United States Court of Appeals, Fourth Circuit

April 28, 2017

RICHARD G. TATUM, individually and on behalf of a class of all other persons similarly situated, Plaintiff - Appellant,
v.
RJR PENSION INVESTMENT COMMITTEE; RJR EMPLOYEE BENEFITS COMMITTEE; R. J. REYNOLDS TOBACCO HOLDINGS, INC.; R. J. REYNOLDS TOBACCO COMPANY, Defendants-Appellees. CHAMBER OF COMMERCE OF THE UNITED STATES OF AMERICA; AMERICAN BENEFITS COUNCIL, Amici Supporting Appellees.

          Argued: January 25, 2017

         Appeal from the United States District Court for the Middle District of North Carolina, at Greensboro. N. Carlton Tilley, Jr., Senior District Judge. (1:02-cv-00373-NCT-LPA)

         ARGUED:

          Jeffrey Greg Lewis for Appellant.

          Adam Howard Charnes for Appellees.

          Jeffrey Michael Hahn for Amicus Secretary of Labor.

         ON BRIEF:

          Matthew M. Gerend Robert M. Elliot, Helen L. Parsonage, Kelly M. Dermody, Daniel M. Hutchinson for Appellant.

          Daniel R. Taylor, Jr., Thurston H. Webb for Appellees.

          M. Patricia Smith, G. William Scott, Elizabeth Hopkins, Counsel for Appellate and Special Litigation, UNITED STATES DEPARTMENT OF LABOR, Washington, D.C., for Amicus Secretary of Labor.

          Kate Comerford Todd; Janet M. Jacobson; William M. Jay, Jaime A. Santos, for Amici Chamber of Commerce of the United States of America and American Benefits Council.

          Before WILKINSON, MOTZ, and DIAZ, Circuit Judges.

          DIANA GRIBBON MOTZ, Circuit Judge

         This Employee Retirement Income Security Act ("ERISA") case returns to us for a third time. The beneficiaries of an ERISA retirement plan appeal the judgment, issued after a full bench trial, that the fiduciary's breach of its duty of procedural prudence did not cause the substantial losses in the retirement plan resulting from the sale of non-employer stock funds. We had previously remanded the case to the district court so that it could apply the correct legal standard for determining loss causation, but we expressed no opinion as to the proper outcome of the case. On remand, applying the correct standard, the court found that the fiduciary's breach did not cause the losses because a prudent fiduciary would have made the same divestment decision at the same time and in the same manner. For the reasons that follow, we affirm.

         I.

         A.

         We begin with a brief review of the events leading up to this lawsuit. Our previous opinions and those of the district court set forth the facts of this case in far greater detail. See generally Tatum v. RJR Pension Inv. Comm. (Tatum IV), 761 F.3d 346, 351-55 (4th Cir. 2014); Tatum v. R.J. Reynolds Tobacco Co. (Tatum II), 392 F.3d 636, 637-39 (4th Cir. 2004); Tatum v. R.J. Reynolds Tobacco Co. (Tatum V), No. 1:02-cv-00373, 2016 WL 660902, at *2-*12 (M.D. N.C. Feb. 18, 2016); Tatum v. R.J. Reynolds Tobacco Co. (Tatum III), 926 F.Supp.2d 648, 651-69 (M.D. N.C. 2013).

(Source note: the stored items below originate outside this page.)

//! KL-regularized objective, tracked for monitoring only.

use mlx_rs::error::Exception;
use mlx_rs::{Array, Dtype};

use crate::logprob_utils::masked_sum;
use crate::rollout::RolloutRecord;

/// Per-completion objective terms of one rollout.
#[derive(Debug, Clone, PartialEq)]
pub struct ObjectiveStats {
    /// `sum_t (logprob - ref_logprob)` per completion.
    pub kl: Vec<f32>,
    /// `sum_t -logprob` over valid positions, per completion.
    pub entropy: Vec<f32>,
    /// `-beta * kl` per completion.
    pub non_score_reward: Vec<f32>,
    /// `score + non_score_reward` per completion.
    pub rlhf_reward: Vec<f32>,
}

impl ObjectiveStats {
    /// Compute the objective terms for `record`.
    ///
    /// Masked positions hold the same sentinel on both sides and cancel in
    /// the KL. The entropy proxy skips them.
    pub fn from_rollout(record: &RolloutRecord, beta: f64) -> Result<Self, Exception> {
        Self::compute(
            &record.logprobs,
            &record.ref_logprobs,
            &record.padding_mask,
            &record.scores,
            beta,
        )
    }

    /// Compute the objective terms from sentinel-filled `[N, L]` logprobs,
    /// their `[N, L]` padding mask and `[N]` scores.
    pub fn compute(
        logprobs: &Array,
        ref_logprobs: &Array,
        padding_mask: &Array,
        scores: &Array,
        beta: f64,
    ) -> Result<Self, Exception> {
        let kl = logprobs.subtract(ref_logprobs)?.sum_axes(&[1i32], false)?;
        let non_score_reward = kl.multiply(&Array::from_f32(-(beta as f32)))?;
        let rlhf_reward = scores.as_dtype(Dtype::Float32)?.add(&non_score_reward)?;
        let entropy = masked_sum(&logprobs.negative()?, padding_mask)?;

        Ok(Self {
            kl: host(&kl)?,
            entropy: host(&entropy)?,
            non_score_reward: host(&non_score_reward)?,
            rlhf_reward: host(&rlhf_reward)?,
        })
    }

    /// Mean KL over completions.
    pub fn mean_kl(&self) -> f32 {
        mean(&self.kl)
    }

    /// Mean entropy proxy over completions.
    pub fn mean_entropy(&self) -> f32 {
        mean(&self.entropy)
    }
}

fn host(array: &Array) -> Result<Vec<f32>, Exception> {
    array.eval()?;
    Ok(array.as_slice::<f32>().to_vec())
}

fn mean(values: &[f32]) -> f32 {
    if values.is_empty() {
        return 0.0;
    }
    values.iter().sum::<f32>() / values.len() as f32
}
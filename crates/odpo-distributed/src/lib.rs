//! Distributed execution layer for odpo.
//!
//! Data-parallel workers exchange gradients and metrics through a small set
//! of collectives. The trainer only sees the synchronous [`Collective`]
//! capability, so the whole algorithm runs unchanged in a single process
//! with [`LocalCollective`].
//!
//! # Multi-worker setup
//!
//! ```ignore
//! use odpo_distributed::{BlockingCollective, DistributedConfig};
//!
//! let config = DistributedConfig::new(
//!     vec!["192.168.1.10:52416".parse()?, "192.168.1.11:52416".parse()?],
//!     0, // This worker's rank
//! );
//! let collective = BlockingCollective::connect(config)?;
//! ```
//!
//! # Layers
//!
//! ```text
//! trainer ──► Collective (sync) ──► DistributedContext ──► DistributedBackend (async)
//!                                                              └─ RingBackend ─► TcpTransport
//! ```

use anyhow::Result;
use async_trait::async_trait;
use std::time::Instant;
use tracing::debug;

pub mod collective;
pub mod config;
pub mod error;
pub mod ring;
pub mod transport;

pub use collective::{BlockingCollective, Collective, LocalCollective};
pub use config::DistributedConfig;
pub use error::{DistributedError, DistributedResult};
pub use ring::RingBackend;

/// Asynchronous collectives over a fixed set of workers.
#[async_trait]
pub trait DistributedBackend: Send + Sync {
    /// Index of this worker in `0..world_size`.
    fn rank(&self) -> usize;

    /// Number of workers in the ring.
    fn world_size(&self) -> usize;

    /// Element-wise sum of `buffer` across all workers, in place.
    async fn all_reduce(&self, buffer: &mut [f32]) -> Result<()>;

    /// Overwrite `buffer` on every worker with the bytes held by `root`.
    async fn broadcast(&self, buffer: &mut [u8], root: usize) -> Result<()>;

    /// Return once every worker has entered.
    async fn barrier(&self) -> Result<()>;
}

/// Backend wrapper that traces every collective it runs.
pub struct DistributedContext {
    backend: Box<dyn DistributedBackend>,
}

impl DistributedContext {
    /// Wrap `backend`.
    pub fn new(backend: Box<dyn DistributedBackend>) -> Self {
        Self { backend }
    }

    /// Index of this worker.
    pub fn rank(&self) -> usize {
        self.backend.rank()
    }

    /// Number of workers.
    pub fn world_size(&self) -> usize {
        self.backend.world_size()
    }

    /// Sum `buffer` across workers.
    pub async fn all_reduce(&self, buffer: &mut [f32]) -> Result<()> {
        let started = Instant::now();
        let outcome = self.backend.all_reduce(buffer).await;
        debug!(
            floats = buffer.len(),
            ms = started.elapsed().as_secs_f64() * 1e3,
            ok = outcome.is_ok(),
            "all_reduce"
        );
        outcome
    }

    /// Copy `root`'s `buffer` to every worker.
    pub async fn broadcast(&self, buffer: &mut [u8], root: usize) -> Result<()> {
        let started = Instant::now();
        let outcome = self.backend.broadcast(buffer, root).await;
        debug!(
            bytes = buffer.len(),
            root,
            ms = started.elapsed().as_secs_f64() * 1e3,
            ok = outcome.is_ok(),
            "broadcast"
        );
        outcome
    }

    /// Wait for every worker.
    pub async fn barrier(&self) -> Result<()> {
        self.backend.barrier().await
    }
}

/// Prelude for convenient imports.
pub mod prelude {
    pub use crate::collective::{BlockingCollective, Collective, LocalCollective};
    pub use crate::config::DistributedConfig;
    pub use crate::error::{DistributedError, DistributedResult};
    pub use crate::ring::RingBackend;
    pub use crate::DistributedBackend;
    pub use crate::DistributedContext;
}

         In 1999, RJR Nabisco, Inc. decided to spin off the company's food business, Nabisco, from its tobacco business. Tatum V, 2016 WL 660902, at *2. The company provided several rationales for this decision. But the critical motivating force seems to have been that tobacco litigation against RJR adversely affected the value of Nabisco stock. Id. at *3.

         Prior to the spin-off, participants in RJR Nabisco's ERISA-covered retirement plan ("the Plan") could hold stock in their retirement accounts in two funds related to the company: the RJR Nabisco Common Stock Fund and the Nabisco Common Stock Fund. Id. at *1. "After the spin-off, the RJR Nabisco Common Stock Fund was divided into two separate funds: the Nabisco Group Holdings Common Stock Fund . . ., which held the stock from the food business, and the RJR Common Stock Fund, which held the stock from the tobacco business." Tatum IV, 761 F.3d at 379. "Thus, as a result of the spin-off, there were two funds holding exclusively Nabisco stock: the Nabisco Common Stock Fund, which existed prior to the spin-off, and the Nabisco Group Holdings Common Stock Fund, which was created as a result of the spin-off" (collectively the "Nabisco Funds"). Id. at 379 n.1. RJR, as the Plan administrator, concluded that, given the spin-off, "it would be inappropriate to hold stock in what was to become a non-related company." Tatum V, 2016 WL 660902, at *4. Accordingly, RJR informed Plan participants that the Nabisco Funds would be frozen on the date of the spin-off and divested within six months. Id. at *5.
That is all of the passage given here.